EXCERPTED RECORDS: Begin
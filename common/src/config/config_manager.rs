use serde::{Deserialize, Serialize};
use std::path::PathBuf;
use std::sync::{Arc, Mutex, MutexGuard};

use super::{ConfigContentProvider, FileContentConfigProvider, Validate};

/// Text format of a stored record.
pub trait ConfigSerializer<TConfig> {
    fn serialize(&self, config: &TConfig) -> Result<String, String>;
    fn deserialize(&self, content: &str) -> Result<TConfig, String>;
}

#[derive(Clone, Copy, Debug, Default)]
pub struct YamlConfigSerializer;

impl YamlConfigSerializer {
    pub const fn new() -> Self {
        Self
    }
}

impl<TConfig> ConfigSerializer<TConfig> for YamlConfigSerializer
where
    TConfig: for<'de> Deserialize<'de> + Serialize,
{
    fn serialize(&self, config: &TConfig) -> Result<String, String> {
        serde_yaml_ng::to_string(config).map_err(|e| format!("Failed to write YAML: {}", e))
    }

    fn deserialize(&self, content: &str) -> Result<TConfig, String> {
        serde_yaml_ng::from_str(content).map_err(|e| format!("Failed to read YAML: {}", e))
    }
}

/// Loads, caches and stores one serializable record (settings, score book, ...).
///
/// A missing backing file is not an error: [`ConfigManager::get_config`] falls back
/// to `TConfig::default()` without caching it, so a later write still lands.
pub struct ConfigManager<TConfigContentProvider, TConfig, TConfigSerializer = YamlConfigSerializer>
where
    TConfigContentProvider: ConfigContentProvider,
    TConfig: Clone + for<'de> Deserialize<'de> + Serialize + Validate + Default,
    TConfigSerializer: ConfigSerializer<TConfig>,
{
    config_serializer: TConfigSerializer,
    config_content_provider: TConfigContentProvider,
    config: Arc<Mutex<Option<TConfig>>>,
}

impl<TConfig> ConfigManager<FileContentConfigProvider, TConfig, YamlConfigSerializer>
where
    TConfig: Clone + for<'de> Deserialize<'de> + Serialize + Validate + Default,
{
    pub fn from_yaml_file(file_path: impl Into<PathBuf>) -> Self {
        Self::new(
            FileContentConfigProvider::new(file_path),
            YamlConfigSerializer::new(),
        )
    }
}

impl<TConfigContentProvider, TConfig, TConfigSerializer>
    ConfigManager<TConfigContentProvider, TConfig, TConfigSerializer>
where
    TConfigContentProvider: ConfigContentProvider,
    TConfig: Clone + for<'de> Deserialize<'de> + Serialize + Validate + Default,
    TConfigSerializer: ConfigSerializer<TConfig>,
{
    pub fn new(
        config_content_provider: TConfigContentProvider,
        config_serializer: TConfigSerializer,
    ) -> Self {
        Self {
            config: Arc::new(Mutex::new(None)),
            config_content_provider,
            config_serializer,
        }
    }

    fn cached(&self) -> Result<MutexGuard<'_, Option<TConfig>>, String> {
        self.config
            .lock()
            .map_err(|_| "Config cache lock poisoned".to_string())
    }

    pub fn get_config(&self) -> Result<TConfig, String> {
        let mut current = self.cached()?;

        if let Some(config) = current.as_ref() {
            return Ok(config.clone());
        }

        if let Some(config_data) = self.config_content_provider.get_config_content()? {
            let config = self.config_serializer.deserialize(&config_data)?;

            config
                .validate()
                .map_err(|e| format!("Config validation error: {}", e))?;

            *current = Some(config.clone());
            return Ok(config);
        }

        Ok(TConfig::default())
    }

    pub fn set_config(&self, config: &TConfig) -> Result<(), String> {
        config
            .validate()
            .map_err(|e| format!("Config validation error: {}", e))?;

        let serialized_config = self.config_serializer.serialize(config)?;

        self.config_content_provider
            .set_config_content(&serialized_config)?;

        let mut current = self.cached()?;
        *current = Some(config.clone());
        Ok(())
    }

    pub fn clear_config(&self) -> Result<(), String> {
        self.config_content_provider.clear_config_content()?;

        let mut current = self.cached()?;
        *current = None;
        Ok(())
    }
}
pub mod audio;
pub mod config;
pub mod games;
pub mod input;
pub mod logger;
pub mod records;
mod defaults;

pub use defaults::*;
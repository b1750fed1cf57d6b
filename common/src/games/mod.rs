mod broadcaster;
mod scheduler;
mod session_rng;

pub mod snake;

pub use broadcaster::{GameBroadcaster, RecordingBroadcaster};
pub use scheduler::{ManualScheduler, Scheduler, TimerHandle, TokioScheduler};
pub use session_rng::SessionRng;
EXCERPTED RECORDS: End
Reproduce the listing in full, exactly, so that no line is missing.

filename common/src/config/config_manager.rs
use serde::{Deserialize, Serialize};
use std::path::PathBuf;
use std::sync::{Arc, Mutex, MutexGuard};

use super::{ConfigContentProvider, FileContentConfigProvider, Validate};

/// Text format of a stored record.
pub trait ConfigSerializer<TConfig> {
    fn serialize(&self, config: &TConfig) -> Result<String, String>;
    fn deserialize(&self, content: &str) -> Result<TConfig, String>;
}

#[derive(Clone, Copy, Debug, Default)]
pub struct YamlConfigSerializer;

impl YamlConfigSerializer {
    pub const fn new() -> Self {
        Self
    }
}

impl<TConfig> ConfigSerializer<TConfig> for YamlConfigSerializer
where
    TConfig: for<'de> Deserialize<'de> + Serialize,
{
    fn serialize(&self, config: &TConfig) -> Result<String, String> {
        serde_yaml_ng::to_string(config).map_err(|e| format!("Failed to write YAML: {}", e))
    }

    fn deserialize(&self, content: &str) -> Result<TConfig, String> {
        serde_yaml_ng::from_str(content).map_err(|e| format!("Failed to read YAML: {}", e))
    }
}

/// Loads, caches and stores one serializable record (settings, score book, ...).
///
/// A missing backing file is not an error: [`ConfigManager::get_config`] falls back
/// to `TConfig::default()` without caching it, so a later write still lands.
pub struct ConfigManager<TConfigContentProvider, TConfig, TConfigSerializer = YamlConfigSerializer>
where
    TConfigContentProvider: ConfigContentProvider,
    TConfig: Clone + for<'de> Deserialize<'de> + Serialize + Validate + Default,
    TConfigSerializer: ConfigSerializer<TConfig>,
{
    config_serializer: TConfigSerializer,
    config_content_provider: TConfigContentProvider,
    config: Arc<Mutex<Option<TConfig>>>,
}

impl<TConfig> ConfigManager<FileContentConfigProvider, TConfig, YamlConfigSerializer>
where
    TConfig: Clone + for<'de> Deserialize<'de> + Serialize + Validate + Default,
{
    pub fn from_yaml_file(file_path: impl Into<PathBuf>) -> Self {
        Self::new(
            FileContentConfigProvider::new(file_path),
            YamlConfigSerializer::new(),
        )
    }
}

impl<TConfigContentProvider, TConfig, TConfigSerializer>
    ConfigManager<TConfigContentProvider, TConfig, TConfigSerializer>
where
    TConfigContentProvider: ConfigContentProvider,
    TConfig: Clone + for<'de> Deserialize<'de> + Serialize + Validate + Default,
    TConfigSerializer: ConfigSerializer<TConfig>,
{
    pub fn new(
        config_content_provider: TConfigContentProvider,
        config_serializer: TConfigSerializer,
    ) -> Self {
        Self {
            config: Arc::new(Mutex::new(None)),
            config_content_provider,
            config_serializer,
        }
    }

    fn cached(&self) -> Result<MutexGuard<'_, Option<TConfig>>, String> {
        self.config
            .lock()
            .map_err(|_| "Config cache lock poisoned".to_string())
    }

    pub fn get_config(&self) -> Result<TConfig, String> {
        let mut current = self.cached()?;

        if let Some(config) = current.as_ref() {
            return Ok(config.clone());
        }

        if let Some(config_data) = self.config_content_provider.get_config_content()? {
            let config = self.config_serializer.deserialize(&config_data)?;

            config
                .validate()
                .map_err(|e| format!("Config validation error: {}", e))?;

            *current = Some(config.clone());
            return Ok(config);
        }

        Ok(TConfig::default())
    }

    pub fn set_config(&self, config: &TConfig) -> Result<(), String> {
        config
            .validate()
            .map_err(|e| format!("Config validation error: {}", e))?;

        let serialized_config = self.config_serializer.serialize(config)?;

        self.config_content_provider
            .set_config_content(&serialized_config)?;

        let mut current = self.cached()?;
        *current = Some(config.clone());
        Ok(())
    }

    pub fn clear_config(&self) -> Result<(), String> {
        self.config_content_provider.clear_config_content()?;

        let mut current = self.cached()?;
        *current = None;
        Ok(())
    }
}
pub mod audio;
pub mod config;
pub mod games;
pub mod input;
pub mod logger;
pub mod records;
mod defaults;

pub use defaults::*;
repository b1750fed1cf57d6b
filename common/src/games/mod.rs
mod broadcaster;
mod scheduler;
mod session_rng;

pub mod snake;

pub use broadcaster::{GameBroadcaster, RecordingBroadcaster};
pub use scheduler::{ManualScheduler, Scheduler, TimerHandle, TokioScheduler};
pub use session_rng::SessionRng;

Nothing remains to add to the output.